Guardian ad LitemWestern Oklahoma family lawyer Donelle Ratheal has served as a guardian ad litem in divorce and paternity cases for approximately ten years. She has considerable experience in working with mental-health professionals, teachers, and religious leaders in her role as a child’s advocate. In 2006, Donelle received the “Outstanding Guardian ad Litem” award from Family Law Section of the Oklahoma Bar Association for her efforts on children’s behalf in court cases.

A guardian ad litem (sometimes referred to as a “GAL”) is an attorney appointed by the trial judge to represent the child when parents disagree about custody or access. Many cases involving a GAL are high-conflict cases. A parent can request a GAL for the child; the trial judge can also make the appointment without a parent’s request.

The GAL is required to recommend to the judge what is best for the child. The GAL investigates the matter by interviewing the parents, children, and other individuals. The GAL reviews information relating to the case and can seek advice from a medical provider or mental health professional. The interview process is confidential until the GAL prepares a final report.

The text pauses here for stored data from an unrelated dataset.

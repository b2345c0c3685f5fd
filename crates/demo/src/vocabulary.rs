// LabWired - Firmware Simulation Platform
// Copyright (C) 2026 Andrii Shylenko
//
// This software is released under the MIT License.
// See the LICENSE file in the project root for full license information.

//! Table-driven command sets for the two firmware images.

use sopc_config::Variant;

/// What a command reads from the console after its name.
#[derive(Debug, Clone, Copy, PartialEq, Eq)]
pub enum ArgKind {
    None,
    /// Decimal integer truncated to 8 bits.
    Byte,
    /// Signed 32-bit decimal integer.
    Int,
    /// Non-negative decimal integer.
    Unsigned,
    /// One whitespace-delimited word.
    Text,
}

#[derive(Debug, Clone, PartialEq, Eq)]
pub enum Arg {
    None,
    Byte(u8),
    Int(i32),
    Unsigned(u32),
    Text(String),
}

impl ArgKind {
    /// Parse a console word. `None` means the word is not a valid value of
    /// this kind.
    pub fn parse(self, word: &str) -> Option<Arg> {
        match self {
            Self::None => Some(Arg::None),
            Self::Byte => word.parse::<i32>().ok().map(|v| Arg::Byte(v as u8)),
            Self::Int => word.parse::<i32>().ok().map(Arg::Int),
            Self::Unsigned => word.parse::<u32>().ok().map(Arg::Unsigned),
            Self::Text => Some(Arg::Text(word.to_string())),
        }
    }

    fn placeholder(self) -> &'static str {
        match self {
            Self::None => "",
            Self::Text => " <text>",
            _ => " <value>",
        }
    }
}

impl Arg {
    /// Value as written to a register plus the value echoed on the console.
    pub fn register_value(&self) -> Option<(u32, i64)> {
        match self {
            Self::Byte(v) => Some((*v as u32, *v as i64)),
            Self::Int(v) => Some((*v as u32, *v as i64)),
            Self::Unsigned(v) => Some((*v, *v as i64)),
            Self::None | Self::Text(_) => None,
        }
    }
}

/// Registers the firmware touches, independent of where a board maps them.
#[derive(Debug, Clone, Copy, PartialEq, Eq, Hash, PartialOrd, Ord)]
pub enum Target {
    LedRed,
    LedGreen,
    Switches,
    SevenSegment,
    Counter,
    Mute,
    LmsBypass,
    LmsAdapt,
    DelayBypass,
}

impl Target {
    /// `(peripheral id, register name)` in the board descriptor.
    pub fn location(self) -> (&'static str, &'static str) {
        match self {
            Self::LedRed => ("ledr", "data"),
            Self::LedGreen => ("ledg", "data"),
            Self::Switches => ("sw", "data"),
            Self::SevenSegment => ("seven_seg", "bcd"),
            Self::Counter => ("counter", "count"),
            Self::Mute => ("audio_process", "mute"),
            Self::LmsBypass => ("lms_filter", "bypass"),
            Self::LmsAdapt => ("lms_filter", "adapt"),
            Self::DelayBypass => ("audio_delay", "bypass"),
        }
    }
}

/// How a value is echoed back on the console.
#[derive(Debug, Clone, Copy, PartialEq, Eq)]
pub enum Echo {
    /// `<label><decimal>`
    Decimal(&'static str),
    /// `<label><hex, space padded to 2>`
    Hex2(&'static str),
    /// `<label><hex, zero padded to 4>`
    Hex4(&'static str),
}

impl Echo {
    pub fn line(self, value: i64) -> String {
        match self {
            Self::Decimal(label) => format!("{}{}", label, value),
            Self::Hex2(label) => format!("{}{:2X}", label, value as u32),
            Self::Hex4(label) => format!("{}{:04X}", label, value as u32),
        }
    }
}

#[derive(Debug, Clone, Copy, PartialEq, Eq)]
pub enum Op {
    /// Write the argument to a register and echo it.
    Write(Target, Echo),
    /// Read a register and echo the value.
    Read(Target, Echo),
    /// BCD-encode the argument onto the seven-segment display.
    SegmentBcd,
    /// Clear the LCD and print the argument at the top-left corner.
    LcdText,
    /// Show A and B, then run the product selected by the argument.
    Multiply,
    /// Write 0 to the mute register.
    Unmute,
    /// Dump mute, bypass, delay and adapt.
    AudioStatus,
}

impl Op {
    pub fn targets(self) -> Vec<Target> {
        match self {
            Self::Write(target, _) | Self::Read(target, _) => vec![target],
            Self::SegmentBcd => vec![Target::SevenSegment],
            Self::Unmute => vec![Target::Mute],
            Self::AudioStatus => vec![
                Target::Mute,
                Target::LmsBypass,
                Target::DelayBypass,
                Target::LmsAdapt,
            ],
            Self::LcdText | Self::Multiply => Vec::new(),
        }
    }
}

#[derive(Debug, Clone, Copy, PartialEq, Eq)]
pub struct CommandSpec {
    pub name: &'static str,
    pub arg: ArgKind,
    pub op: Op,
}

/// Work done at the top of every loop iteration, before the prompt.
#[derive(Debug, Clone, Copy, PartialEq, Eq)]
pub enum Refresh {
    None,
    /// Show the LMS adaptation coefficient on the seven-segment display.
    AdaptOnDisplay,
}

const fn cmd(name: &'static str, arg: ArgKind, op: Op) -> CommandSpec {
    CommandSpec { name, arg, op }
}

const SHARED: [CommandSpec; 5] = [
    cmd("ledr", ArgKind::Byte, Op::Write(Target::LedRed, Echo::Decimal("LED Red val:"))),
    cmd("ledg", ArgKind::Byte, Op::Write(Target::LedGreen, Echo::Decimal("LED Green val:"))),
    cmd("sw", ArgKind::None, Op::Read(Target::Switches, Echo::Hex2("SW val: "))),
    cmd("lcd", ArgKind::Text, Op::LcdText),
    cmd("mult", ArgKind::Byte, Op::Multiply),
];

static LMS_FILTER: [CommandSpec; 11] = [
    SHARED[0],
    SHARED[1],
    SHARED[2],
    SHARED[3],
    SHARED[4],
    cmd("seg", ArgKind::Unsigned, Op::SegmentBcd),
    cmd("mute", ArgKind::Int, Op::Write(Target::Mute, Echo::Decimal("mute: "))),
    cmd("adapt", ArgKind::Int, Op::Write(Target::LmsAdapt, Echo::Hex4("adapt: "))),
    cmd("bypass", ArgKind::Int, Op::Write(Target::LmsBypass, Echo::Decimal("bypass: "))),
    cmd("delay", ArgKind::Int, Op::Write(Target::DelayBypass, Echo::Decimal("delay: "))),
    cmd("audio", ArgKind::None, Op::AudioStatus),
];

static AUDIO_LOOP: [CommandSpec; 11] = [
    SHARED[0],
    SHARED[1],
    SHARED[2],
    SHARED[3],
    SHARED[4],
    cmd("hex", ArgKind::Int, Op::Write(Target::SevenSegment, Echo::Decimal("HEX value:"))),
    cmd("counter", ArgKind::None, Op::Read(Target::Counter, Echo::Decimal("Counter value: "))),
    cmd("enable", ArgKind::Int, Op::Write(Target::Counter, Echo::Decimal("Counter enabled: "))),
    cmd("mute", ArgKind::Int, Op::Write(Target::Mute, Echo::Decimal("mute "))),
    cmd("unmute", ArgKind::None, Op::Unmute),
    cmd("audio", ArgKind::None, Op::Read(Target::Mute, Echo::Decimal("mute: "))),
];

const HELP_PREFIX: &str = "Enter command: ";
const HELP_PER_LINE: usize = 6;

/// Command set of one firmware image.
#[derive(Debug, Clone, Copy)]
pub struct Vocabulary {
    variant: Variant,
    commands: &'static [CommandSpec],
    refresh: Refresh,
}

impl Vocabulary {
    pub fn for_variant(variant: Variant) -> Self {
        match variant {
            Variant::LmsFilter => Self {
                variant,
                commands: &LMS_FILTER,
                refresh: Refresh::AdaptOnDisplay,
            },
            Variant::AudioLoop => Self {
                variant,
                commands: &AUDIO_LOOP,
                refresh: Refresh::None,
            },
        }
    }

    pub fn variant(&self) -> Variant {
        self.variant
    }

    pub fn commands(&self) -> &'static [CommandSpec] {
        self.commands
    }

    pub fn refresh(&self) -> Refresh {
        self.refresh
    }

    /// Exact, case-sensitive match.
    pub fn lookup(&self, token: &str) -> Option<&'static CommandSpec> {
        self.commands.iter().find(|c| c.name == token)
    }

    /// Every register this image can touch, sorted and deduplicated.
    pub fn targets(&self) -> Vec<Target> {
        let mut targets: Vec<Target> = self
            .commands
            .iter()
            .flat_map(|c| c.op.targets())
            .collect();
        if self.refresh == Refresh::AdaptOnDisplay {
            targets.extend([Target::LmsAdapt, Target::SevenSegment]);
        }
        // Startup LED pattern.
        targets.extend([Target::LedRed, Target::LedGreen]);
        targets.sort();
        targets.dedup();
        targets
    }

    /// Console banner listing the commands, six per line.
    pub fn help_lines(&self) -> Vec<String> {
        let entries: Vec<String> = self
            .commands
            .iter()
            .map(|c| format!("{}{}", c.name, c.arg.placeholder()))
            .collect();
        let indent = " ".repeat(HELP_PREFIX.len() - 2);
        entries
            .chunks(HELP_PER_LINE)
            .enumerate()
            .map(|(i, chunk)| {
                let body = chunk.join(" | ");
                if i == 0 {
                    format!("{}{}", HELP_PREFIX, body)
                } else {
                    format!("{}| {}", indent, body)
                }
            })
            .collect()
    }
}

Depending on the age of the child, the GAL may discuss the child’s wishes regarding custody and access with each parent. If the child’s preferences are required to be considered (the law has minimum age requirements), the GAL must disclose the child’s wishes in the report. However, the GAL has the obligation to advise the judge whether the child’s wishes are in his/her best interests. With the exception of this one disclosure, all communications between the child and the GAL are confidential.

The GAL is required to present a written report to the judge and the parents, which is presented at trial. The report sets out the details of the investigation and makes recommendations. The GAL is treated as an expert at trial; the GAL can be examined by either parent’s attorney regarding the investigation and recommendations.

To make children feel more comfortable during the interview, Donelle has created a space designed just for them. She also developed a program for children in custody disputes, to help them to talk about their perspectives.